» **WORK TO BE COMPLETED**
Go line by line through the data below and work out how many lines contain "enum"; the answer is that number alone.

» **DATASET**
//! Control descriptors and the typed parameter maps they validate.
//!
//! A layer publishes an ordered list of [`Control`]s. The list drives the
//! default parameter values, validation of persisted overrides and runtime
//! edits, and any external UI that wants to render widgets for the layer.

use std::collections::BTreeMap;

use serde::{Deserialize, Serialize};

/// One adjustable parameter of a layer.
#[derive(Debug, Clone, PartialEq, Serialize, Deserialize)]
#[serde(tag = "kind", rename_all = "snake_case")]
pub enum Control {
    Slider {
        key: String,
        label: String,
        min: f64,
        max: f64,
        step: f64,
        default: f64,
    },
    Toggle {
        key: String,
        label: String,
        default: bool,
    },
    Select {
        key: String,
        label: String,
        options: Vec<String>,
        default: String,
    },
}

impl Control {
    pub fn slider(key: &str, label: &str, min: f64, max: f64, step: f64, default: f64) -> Self {
        Self::Slider {
            key: key.to_string(),
            label: label.to_string(),
            min,
            max,
            step,
            default,
        }
    }

    pub fn toggle(key: &str, label: &str, default: bool) -> Self {
        Self::Toggle {
            key: key.to_string(),
            label: label.to_string(),
            default,
        }
    }

    pub fn select(key: &str, label: &str, options: &[&str], default: &str) -> Self {
        Self::Select {
            key: key.to_string(),
            label: label.to_string(),
            options: options.iter().map(|o| o.to_string()).collect(),
            default: default.to_string(),
        }
    }

    pub fn key(&self) -> &str {
        match self {
            Self::Slider { key, .. } | Self::Toggle { key, .. } | Self::Select { key, .. } => key,
        }
    }

    pub fn label(&self) -> &str {
        match self {
            Self::Slider { label, .. } | Self::Toggle { label, .. } | Self::Select { label, .. } => {
                label
            }
        }
    }

    pub fn default_value(&self) -> ParamValue {
        match self {
            Self::Slider { default, .. } => ParamValue::Number(*default),
            Self::Toggle { default, .. } => ParamValue::Bool(*default),
            Self::Select { default, .. } => ParamValue::Text(default.clone()),
        }
    }

    /// Checks `value` against this control. Slider values are clamped into
    /// range and snapped to the step grid, keeping no more decimals than the
    /// step and minimum carry.
    pub fn accept(&self, value: &ParamValue) -> std::result::Result<ParamValue, String> {
        match (self, value) {
            (
                Self::Slider {
                    min, max, step, ..
                },
                ParamValue::Number(number),
            ) => {
                if !number.is_finite() {
                    return Err("expected a finite number".to_string());
                }
                let mut snapped = *number;
                if *step > 0.0 {
                    snapped = min + ((snapped - min) / step).round() * step;
                    let scale = 10f64.powi(decimals(*step).max(decimals(*min)));
                    snapped = (snapped * scale).round() / scale;
                }
                Ok(ParamValue::Number(snapped.clamp(*min, *max)))
            }
            (Self::Toggle { .. }, ParamValue::Bool(flag)) => Ok(ParamValue::Bool(*flag)),
            (Self::Select { options, .. }, ParamValue::Text(choice)) => {
                if options.iter().any(|o| o == choice) {
                    Ok(ParamValue::Text(choice.clone()))
                } else {
                    Err(format!("`{choice}` is not one of {options:?}"))
                }
            }
            (Self::Slider { .. }, _) => Err("expected a number".to_string()),
            (Self::Toggle { .. }, _) => Err("expected a boolean".to_string()),
            (Self::Select { .. }, _) => Err("expected a string".to_string()),
        }
    }
}

/// Value of a single layer parameter.
#[derive(Debug, Clone, PartialEq, Serialize, Deserialize)]
#[serde(untagged)]
pub enum ParamValue {
    Bool(bool),
    Number(f64),
    Text(String),
}

impl ParamValue {
    /// Converts a JSON scalar. Arrays, objects and null have no counterpart.
    pub fn from_json(value: &serde_json::Value) -> Option<Self> {
        match value {
            serde_json::Value::Bool(flag) => Some(Self::Bool(*flag)),
            serde_json::Value::Number(number) => number.as_f64().map(Self::Number),
            serde_json::Value::String(text) => Some(Self::Text(text.clone())),
            _ => None,
        }
    }

    /// Parses a command-line style literal: `true`/`false`, a number, or
    /// anything else as text.
    pub fn parse_literal(text: &str) -> Self {
        match text {
            "true" => Self::Bool(true),
            "false" => Self::Bool(false),
            _ => text
                .parse::<f64>()
                .map(Self::Number)
                .unwrap_or_else(|_| Self::Text(text.to_string())),
        }
    }
}

/// Parameter values of one layer keyed by control key.
#[derive(Debug, Clone, Default, PartialEq, Serialize, Deserialize)]
#[serde(transparent)]
pub struct ParamMap(BTreeMap<String, ParamValue>);

impl ParamMap {
    pub fn new() -> Self {
        Self::default()
    }

    /// Builds a map from a JSON object, skipping values that are not
    /// scalars. Anything other than an object yields an empty map.
    pub fn from_json(value: &serde_json::Value) -> Self {
        let mut map = Self::new();
        if let serde_json::Value::Object(entries) = value {
            for (key, value) in entries {
                match ParamValue::from_json(value) {
                    Some(param) => map.insert(key.clone(), param),
                    None => tracing::debug!(key = %key, "skipping non-scalar persisted value"),
                }
            }
        }
        map
    }

    pub fn to_json(&self) -> serde_json::Value {
        serde_json::to_value(self).unwrap_or(serde_json::Value::Null)
    }

    pub fn insert(&mut self, key: impl Into<String>, value: ParamValue) {
        self.0.insert(key.into(), value);
    }

    pub fn get(&self, key: &str) -> Option<&ParamValue> {
        self.0.get(key)
    }

    pub fn number(&self, key: &str) -> Option<f64> {
        match self.0.get(key) {
            Some(ParamValue::Number(value)) => Some(*value),
            _ => None,
        }
    }

    pub fn flag(&self, key: &str) -> Option<bool> {
        match self.0.get(key) {
            Some(ParamValue::Bool(value)) => Some(*value),
            _ => None,
        }
    }

    pub fn choice(&self, key: &str) -> Option<&str> {
        match self.0.get(key) {
            Some(ParamValue::Text(value)) => Some(value.as_str()),
            _ => None,
        }
    }

    pub fn len(&self) -> usize {
        self.0.len()
    }

    pub fn is_empty(&self) -> bool {
        self.0.is_empty()
    }

    pub fn keys(&self) -> impl Iterator<Item = &str> {
        self.0.keys().map(String::as_str)
    }

    pub fn iter(&self) -> impl Iterator<Item = (&str, &ParamValue)> {
        self.0.iter().map(|(key, value)| (key.as_str(), value))
    }
}

/// Number of decimal places needed to write `value`, up to nine.
fn decimals(value: f64) -> i32 {
    (0..9)
        .find(|&places| {
            let scaled = value * 10f64.powi(places);
            (scaled - scaled.round()).abs() < 1e-6
        })
        .unwrap_or(9)
}

/// Default values for every control in the list.
pub fn defaults(controls: &[Control]) -> ParamMap {
    let mut map = ParamMap::new();
    for control in controls {
        map.insert(control.key(), control.default_value());
    }
    map
}

/// Defaults overlaid with the persisted values that still fit the controls.
/// Unknown keys and values that fail validation are dropped.
pub fn merge(controls: &[Control], persisted: &ParamMap) -> ParamMap {
    let mut map = defaults(controls);
    for (key, value) in persisted.iter() {
        let Some(control) = controls.iter().find(|c| c.key() == key) else {
            tracing::debug!(key, "ignoring persisted value for unknown control");
            continue;
        };
        match control.accept(value) {
            Ok(accepted) => map.insert(key, accepted),
            Err(reason) => {
                tracing::warn!(key, %reason, "ignoring invalid persisted value")
            }
        }
    }
    map
}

» **ANSWER SPACE**
2